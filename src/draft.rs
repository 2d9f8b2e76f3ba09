//! Request and result records for email draft generation.
//!
//! Every record here is request-scoped and immutable after construction;
//! nothing is persisted across requests.

use serde::{Deserialize, Serialize};

/// Lead identifier. Callers send either an integer or a string; both are
/// accepted and echoed back untouched.
#[derive(Debug, Clone, PartialEq, Eq, Serialize, Deserialize)]
#[serde(untagged)]
pub enum LeadId {
    Number(i64),
    Text(String),
}

impl std::fmt::Display for LeadId {
    fn fmt(&self, f: &mut std::fmt::Formatter<'_>) -> std::fmt::Result {
        match self {
            LeadId::Number(n) => write!(f, "{}", n),
            LeadId::Text(s) => write!(f, "{}", s),
        }
    }
}

/// Structured description of a sales prospect used to personalize output
#[derive(Debug, Clone, Serialize, Deserialize)]
pub struct LeadRecord {
    pub name: String,
    pub lead_id: LeadId,
    pub experience: String,
    pub education: String,
    pub company: String,
    pub company_overview: String,
    pub company_industry: String,
}

/// Free-text description of the product being pitched
#[derive(Debug, Clone, Serialize, Deserialize)]
pub struct ProductDetails {
    pub details: String,
}

/// Generated subject/body pair plus the echoed lead identifier.
///
/// `lead_id` always equals the identifier of the lead the draft was generated
/// from, including drafts that stand in for failed generations.
#[derive(Debug, Clone, Serialize, Deserialize)]
pub struct EmailDraft {
    pub subject: String,
    pub body: String,
    pub lead_id: LeadId,
}

/// Per-lead generation outcome.
///
/// Batch processing never aborts on a single lead; a failure is recorded as
/// data alongside the error-marker draft that stands in for it, so both
/// outcomes stay representable and testable.
#[derive(Debug, Clone)]
pub enum DraftOutcome {
    Generated(EmailDraft),
    Failed { draft: EmailDraft, reason: String },
}

impl DraftOutcome {
    pub fn draft(&self) -> &EmailDraft {
        match self {
            DraftOutcome::Generated(draft) => draft,
            DraftOutcome::Failed { draft, .. } => draft,
        }
    }

    pub fn into_draft(self) -> EmailDraft {
        match self {
            DraftOutcome::Generated(draft) => draft,
            DraftOutcome::Failed { draft, .. } => draft,
        }
    }

    pub fn is_failed(&self) -> bool {
        matches!(self, DraftOutcome::Failed { .. })
    }
}

#[cfg(test)]
mod tests {
    use super::*;

    #[test]
    fn lead_id_accepts_integer_and_string() {
        let numeric: LeadId = serde_json::from_str("1010101").unwrap();
        assert_eq!(numeric, LeadId::Number(1010101));

        let text: LeadId = serde_json::from_str("\"abc-42\"").unwrap();
        assert_eq!(text, LeadId::Text("abc-42".to_string()));
    }

    #[test]
    fn lead_id_round_trips_untagged() {
        let id = LeadId::Number(7847638);
        assert_eq!(serde_json::to_string(&id).unwrap(), "7847638");

        let id = LeadId::Text("L-99".to_string());
        assert_eq!(serde_json::to_string(&id).unwrap(), "\"L-99\"");
    }

    #[test]
    fn outcome_exposes_inner_draft() {
        let draft = EmailDraft {
            subject: "s".into(),
            body: "b".into(),
            lead_id: LeadId::Number(1),
        };
        let failed = DraftOutcome::Failed {
            draft: draft.clone(),
            reason: "provider down".into(),
        };
        assert!(failed.is_failed());
        assert_eq!(failed.draft().subject, "s");
        assert_eq!(failed.into_draft().lead_id, LeadId::Number(1));
    }
}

** TASK STATEMENT **
Set every entry down once more, exactly as written above.

** TASK RESULT **
filename src/draft.rs
repository 2d9f8b2e76f3ba09
//! Request and result records for email draft generation.
//!
//! Every record here is request-scoped and immutable after construction;
//! nothing is persisted across requests.

use serde::{Deserialize, Serialize};

/// Lead identifier. Callers send either an integer or a string; both are
/// accepted and echoed back untouched.
#[derive(Debug, Clone, PartialEq, Eq, Serialize, Deserialize)]
#[serde(untagged)]
pub enum LeadId {
    Number(i64),
    Text(String),
}

impl std::fmt::Display for LeadId {
    fn fmt(&self, f: &mut std::fmt::Formatter<'_>) -> std::fmt::Result {
        match self {
            LeadId::Number(n) => write!(f, "{}", n),
            LeadId::Text(s) => write!(f, "{}", s),
        }
    }
}

/// Structured description of a sales prospect used to personalize output
#[derive(Debug, Clone, Serialize, Deserialize)]
pub struct LeadRecord {
    pub name: String,
    pub lead_id: LeadId,
    pub experience: String,
    pub education: String,
    pub company: String,
    pub company_overview: String,
    pub company_industry: String,
}

/// Free-text description of the product being pitched
#[derive(Debug, Clone, Serialize, Deserialize)]
pub struct ProductDetails {
    pub details: String,
}

/// Generated subject/body pair plus the echoed lead identifier.
///
/// `lead_id` always equals the identifier of the lead the draft was generated
/// from, including drafts that stand in for failed generations.
#[derive(Debug, Clone, Serialize, Deserialize)]
pub struct EmailDraft {
    pub subject: String,
    pub body: String,
    pub lead_id: LeadId,
}

/// Per-lead generation outcome.
///
/// Batch processing never aborts on a single lead; a failure is recorded as
/// data alongside the error-marker draft that stands in for it, so both
/// outcomes stay representable and testable.
#[derive(Debug, Clone)]
pub enum DraftOutcome {
    Generated(EmailDraft),
    Failed { draft: EmailDraft, reason: String },
}

impl DraftOutcome {
    pub fn draft(&self) -> &EmailDraft {
        match self {
            DraftOutcome::Generated(draft) => draft,
            DraftOutcome::Failed { draft, .. } => draft,
        }
    }

    pub fn into_draft(self) -> EmailDraft {
        match self {
            DraftOutcome::Generated(draft) => draft,
            DraftOutcome::Failed { draft, .. } => draft,
        }
    }

    pub fn is_failed(&self) -> bool {
        matches!(self, DraftOutcome::Failed { .. })
    }
}

#[cfg(test)]
mod tests {
    use super::*;

    #[test]
    fn lead_id_accepts_integer_and_string() {
        let numeric: LeadId = serde_json::from_str("1010101").unwrap();
        assert_eq!(numeric, LeadId::Number(1010101));

        let text: LeadId = serde_json::from_str("\"abc-42\"").unwrap();
        assert_eq!(text, LeadId::Text("abc-42".to_string()));
    }

    #[test]
    fn lead_id_round_trips_untagged() {
        let id = LeadId::Number(7847638);
        assert_eq!(serde_json::to_string(&id).unwrap(), "7847638");

        let id = LeadId::Text("L-99".to_string());
        assert_eq!(serde_json::to_string(&id).unwrap(), "\"L-99\"");
    }

    #[test]
    fn outcome_exposes_inner_draft() {
        let draft = EmailDraft {
            subject: "s".into(),
            body: "b".into(),
            lead_id: LeadId::Number(1),
        };
        let failed = DraftOutcome::Failed {
            draft: draft.clone(),
            reason: "provider down".into(),
        };
        assert!(failed.is_failed());
        assert_eq!(failed.draft().subject, "s");
        assert_eq!(failed.into_draft().lead_id, LeadId::Number(1));
    }
}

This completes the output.